The problem with labeling rats, but not dogs and dolphins, as "lower" animals is that rats are evolutionarily closer to primates (and thus humans) than dogs and dolphins are. As you can see in this wikipedia entry summarizing molecular-genetic work on mammals, both rodents and primates can be grouped into superorder Euarchontoglires (wikipedia page), while Carnivora (including dogs) and Cetacea (including dolphins) can be grouped into superorder Laurasiatheria, an equivalent lineage to Euarchontoglires.

So, if you're going to assume that the evolutionary ladder idea is correct and argue that animals close to humans are "higher" and all other animals are "lower", since rats are more closely related to humans than dogs and dolphins, you can't simultaneously argue that dogs and dolphins are "higher" animals while stating that rats are "lower" animals.

What we're really seeing here is the common misperception that rats are just red-eyed, blood-hungry vermin whose only function in this world is to spread horrible diseases and make 1950's housewives shriek from the tops of tables.
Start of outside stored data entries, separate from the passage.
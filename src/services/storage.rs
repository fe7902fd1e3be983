// Subtitle file storage
//
// Converted WebVTT files are kept either under the upload directory or as raw
// resources on Cloudinary. The database stores the relative path or public id.

use anyhow::{anyhow, bail, Context, Result};
use base64::{engine::general_purpose::STANDARD, Engine};
use reqwest::Client;
use serde::Deserialize;
use sha1::{Digest, Sha1};
use std::path::{Component, Path, PathBuf};
use std::time::Duration;
use uuid::Uuid;

use crate::config::{AppConfig, StorageBackend};

const CLOUDINARY_API_BASE: &str = "https://api.cloudinary.com/v1_1";
const CLOUDINARY_DELIVERY_BASE: &str = "https://res.cloudinary.com";

#[derive(Clone)]
pub enum Storage {
    Local { root: PathBuf },
    Cloudinary(CloudinaryClient),
}

impl Storage {
    pub fn from_config(config: &AppConfig) -> Result<Self> {
        match config.storage.backend {
            StorageBackend::Local => Ok(Self::local(config.paths.upload_dir.clone())),
            StorageBackend::Cloudinary => {
                let storage = &config.storage;
                let (Some(cloud_name), Some(api_key), Some(api_secret)) = (
                    storage.cloudinary_cloud_name.clone(),
                    storage.cloudinary_api_key.clone(),
                    storage.cloudinary_api_secret.clone(),
                ) else {
                    bail!("Cloudinary storage selected but CLOUDINARY_CLOUD_NAME, CLOUDINARY_API_KEY or CLOUDINARY_API_SECRET is missing");
                };
                Ok(Self::Cloudinary(CloudinaryClient::new(
                    cloud_name,
                    api_key,
                    api_secret,
                    storage.subtitles_folder.clone(),
                )))
            }
        }
    }

    pub fn local(root: PathBuf) -> Self {
        Self::Local { root }
    }

    pub fn backend_name(&self) -> &'static str {
        match self {
            Self::Local { .. } => "local",
            Self::Cloudinary(_) => "cloudinary",
        }
    }

    /// Store a converted subtitle, returning the path to record in the database
    pub async fn save(&self, content_id: &str, vtt: &str) -> Result<String> {
        let file_name = format!("{}.vtt", Uuid::new_v4());
        let folder = safe_content_id(content_id);

        match self {
            Self::Local { root } => {
                let relative = format!("{}/{}", folder, file_name);
                let full = resolve_local(root, &relative)?;
                if let Some(dir) = full.parent() {
                    tokio::fs::create_dir_all(dir)
                        .await
                        .with_context(|| format!("Failed to create {}", dir.display()))?;
                }
                tokio::fs::write(&full, vtt)
                    .await
                    .context("Failed to write subtitle file")?;
                tracing::info!("Saved subtitle to local storage: {}", relative);
                Ok(relative)
            }
            Self::Cloudinary(client) => {
                let public_id = format!("{}/{}/{}", client.folder, folder, file_name);
                client.upload(&public_id, vtt).await?;
                tracing::info!("Uploaded subtitle to Cloudinary: {}", public_id);
                Ok(public_id)
            }
        }
    }

    pub async fn read(&self, path: &str) -> Result<String> {
        match self {
            Self::Local { root } => {
                let full = resolve_local(root, path)?;
                tokio::fs::read_to_string(&full)
                    .await
                    .with_context(|| format!("Local subtitle file not found: {}", path))
            }
            Self::Cloudinary(client) => client.fetch(path).await,
        }
    }

    pub async fn delete(&self, path: &str) -> Result<()> {
        match self {
            Self::Local { root } => {
                let full = resolve_local(root, path)?;
                match tokio::fs::remove_file(&full).await {
                    Ok(()) => {
                        tracing::info!("Deleted local file: {}", full.display());
                        Ok(())
                    }
                    Err(e) if e.kind() == std::io::ErrorKind::NotFound => Ok(()),
                    Err(e) => Err(e).with_context(|| format!("Failed to delete {}", full.display())),
                }
            }
            Self::Cloudinary(client) => client.destroy(path).await,
        }
    }
}

/// Content ids become a single directory name: `tt1:2:3` -> `tt1_2_3`.
/// Anything other than ASCII letters, digits, `-` and `_` is replaced.
pub fn safe_content_id(content_id: &str) -> String {
    let folder: String = content_id
        .chars()
        .map(|c| if c.is_ascii_alphanumeric() || c == '-' || c == '_' { c } else { '_' })
        .collect();
    if folder.is_empty() {
        "unknown".to_string()
    } else {
        folder
    }
}

/// Stored paths are relative and must stay inside the upload directory
fn resolve_local(root: &Path, relative: &str) -> Result<PathBuf> {
    let path = Path::new(relative);
    if path
        .components()
        .any(|c| !matches!(c, Component::Normal(_)))
    {
        bail!("Invalid subtitle path: {}", relative);
    }
    Ok(root.join(path))
}

#[derive(Clone)]
pub struct CloudinaryClient {
    client: Client,
    cloud_name: String,
    api_key: String,
    api_secret: String,
    folder: String,
}

#[derive(Debug, Deserialize)]
struct CloudinaryResponse {
    public_id: Option<String>,
    result: Option<String>,
    error: Option<CloudinaryError>,
}

#[derive(Debug, Deserialize)]
struct CloudinaryError {
    message: String,
}

impl CloudinaryClient {
    pub fn new(cloud_name: String, api_key: String, api_secret: String, folder: String) -> Self {
        let client = Client::builder()
            .timeout(Duration::from_secs(30))
            .build()
            .unwrap_or_else(|_| Client::new());
        Self {
            client,
            cloud_name,
            api_key,
            api_secret,
            folder,
        }
    }

    /// Sign request parameters: sorted `k=v` pairs joined by `&`, then the secret
    fn sign(&self, params: &[(&str, String)]) -> String {
        let mut sorted: Vec<&(&str, String)> = params.iter().collect();
        sorted.sort_by(|a, b| a.0.cmp(b.0));
        let joined = sorted
            .iter()
            .map(|(k, v)| format!("{}={}", k, v))
            .collect::<Vec<_>>()
            .join("&");

        let mut hasher = Sha1::new();
        hasher.update(joined.as_bytes());
        hasher.update(self.api_secret.as_bytes());
        hex::encode(hasher.finalize())
    }

    async fn signed_post(
        &self,
        action: &str,
        mut params: Vec<(&'static str, String)>,
        extra: Vec<(&'static str, String)>,
    ) -> Result<CloudinaryResponse> {
        params.push(("timestamp", chrono::Utc::now().timestamp().to_string()));
        let signature = self.sign(&params);

        let mut form = params;
        form.extend(extra);
        form.push(("api_key", self.api_key.clone()));
        form.push(("signature", signature));

        let url = format!("{}/{}/raw/{}", CLOUDINARY_API_BASE, self.cloud_name, action);
        let response = self
            .client
            .post(&url)
            .form(&form)
            .send()
            .await
            .with_context(|| format!("Cloudinary {} request failed", action))?;

        let status = response.status();
        let body: CloudinaryResponse = response
            .json()
            .await
            .with_context(|| format!("Failed to parse Cloudinary {} response", action))?;

        if let Some(err) = body.error.as_ref() {
            bail!("Cloudinary {} failed ({}): {}", action, status, err.message);
        }
        if !status.is_success() {
            bail!("Cloudinary {} failed with status {}", action, status);
        }
        Ok(body)
    }

    async fn upload(&self, public_id: &str, vtt: &str) -> Result<()> {
        let data_uri = format!("data:text/vtt;base64,{}", STANDARD.encode(vtt.as_bytes()));
        let response = self
            .signed_post(
                "upload",
                vec![("public_id", public_id.to_string())],
                vec![("file", data_uri)],
            )
            .await?;
        if response.public_id.is_none() {
            return Err(anyhow!("Cloudinary upload returned no public_id"));
        }
        Ok(())
    }

    fn delivery_url(&self, public_id: &str) -> String {
        format!(
            "{}/{}/raw/upload/{}",
            CLOUDINARY_DELIVERY_BASE, self.cloud_name, public_id
        )
    }

    async fn fetch(&self, public_id: &str) -> Result<String> {
        let response = self
            .client
            .get(self.delivery_url(public_id))
            .timeout(Duration::from_secs(10))
            .send()
            .await
            .context("Failed to fetch subtitle from Cloudinary")?
            .error_for_status()
            .context("Cloudinary returned an error for subtitle fetch")?;
        response.text().await.context("Failed to read Cloudinary response")
    }

    async fn destroy(&self, public_id: &str) -> Result<()> {
        let response = self
            .signed_post("destroy", vec![("public_id", public_id.to_string())], Vec::new())
            .await?;
        tracing::info!(
            "Deleted Cloudinary resource {}: {}",
            public_id,
            response.result.as_deref().unwrap_or("unknown")
        );
        Ok(())
    }
}

#[cfg(test)]
mod tests {
    use super::*;

    #[tokio::test]
    async fn test_local_save_read_delete() {
        let dir = tempfile::tempdir().unwrap();
        let storage = Storage::local(dir.path().to_path_buf());

        let path = storage.save("tt1234:1:2", "WEBVTT\n\n").await.unwrap();
        assert!(path.starts_with("tt1234_1_2/"));
        assert!(path.ends_with(".vtt"));
        assert!(dir.path().join(&path).exists());

        assert_eq!(storage.read(&path).await.unwrap(), "WEBVTT\n\n");

        storage.delete(&path).await.unwrap();
        assert!(!dir.path().join(&path).exists());
        // Already gone
        storage.delete(&path).await.unwrap();
        assert!(storage.read(&path).await.is_err());
    }

    #[tokio::test]
    async fn test_save_keeps_hostile_ids_inside_root() {
        let dir = tempfile::tempdir().unwrap();
        let root = dir.path().join("uploads");
        let storage = Storage::local(root.clone());

        for content_id in ["../../escaped", "..\\x", "/etc/passwd", "..", ""] {
            let path = storage.save(content_id, "WEBVTT\n\n").await.unwrap();
            assert_eq!(Path::new(&path).components().count(), 2, "{}", path);
            assert!(root.join(&path).exists());
            assert_eq!(storage.read(&path).await.unwrap(), "WEBVTT\n\n");
        }
        assert!(!dir.path().join("escaped").exists());
        assert_eq!(safe_content_id("../../escaped"), "______escaped");
        assert_eq!(safe_content_id("kitsu:1:2"), "kitsu_1_2");
    }

    #[tokio::test]
    async fn test_local_rejects_escaping_paths() {
        let dir = tempfile::tempdir().unwrap();
        let storage = Storage::local(dir.path().to_path_buf());
        assert!(storage.read("../etc/passwd").await.is_err());
        assert!(storage.read("/etc/passwd").await.is_err());
    }

    #[test]
    fn test_cloudinary_signature() {
        let client = CloudinaryClient::new(
            "demo".into(),
            "key".into(),
            "abcd".into(),
            "community_subtitles".into(),
        );
        // sha1("public_id=sample&timestamp=1315060510abcd")
        let signature = client.sign(&[
            ("timestamp", "1315060510".to_string()),
            ("public_id", "sample".to_string()),
        ]);
        let mut hasher = Sha1::new();
        hasher.update(b"public_id=sample&timestamp=1315060510abcd");
        assert_eq!(signature, hex::encode(hasher.finalize()));
        assert_eq!(
            client.delivery_url("community_subtitles/tt1/x.vtt"),
            "https://res.cloudinary.com/demo/raw/upload/community_subtitles/tt1/x.vtt"
        );
    }

    #[test]
    fn test_from_config_requires_cloudinary_credentials() {
        let dir = tempfile::tempdir().unwrap();
        let mut config = AppConfig::for_tests(dir.path());
        assert_eq!(Storage::from_config(&config).unwrap().backend_name(), "local");

        config.storage.backend = StorageBackend::Cloudinary;
        assert!(Storage::from_config(&config).is_err());

        config.storage.cloudinary_cloud_name = Some("demo".into());
        config.storage.cloudinary_api_key = Some("key".into());
        config.storage.cloudinary_api_secret = Some("secret".into());
        assert_eq!(Storage::from_config(&config).unwrap().backend_name(), "cloudinary");
    }
}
Domesticated rats and mice make exceptionally good pets, are probably less dangerous than your average dog or cat, have very human-like behaviors, and are cuter than cuteness itself (see my baby mouse photo archive for evidence). Wild rats and mice are just like any other animals trying to fend for themselves.

And yes, based on the molecular evidence I described above, rats and mice are more closely related evolutionarily to humans than either cats or dogs (or horses, dolphins, aardvarks, birds, lizards, sea anemones, or nematodes, either). Get used to it.

1 comment:

Radagast said...

Importing comments:

Karen
As an undergrad many years ago, my husband (then boyfriend) worked at a research facility that used both rats and mice, He was cage-cleaner and general dogsbody, and saw a lot of both rats and mice close-up. He concluded that rats are clever, clean, charming creatures and he despised the tiny cages they were kept in. Mice, on the other hand, he declared were dirty (they, er, reprocess their own feces) and just unpleasant.
Interesting take, since even people who find mice "cute" are often put off by rats. Maybe his constant battle to keep the local fieldmice out of the bins of rodent food figured into his dislike.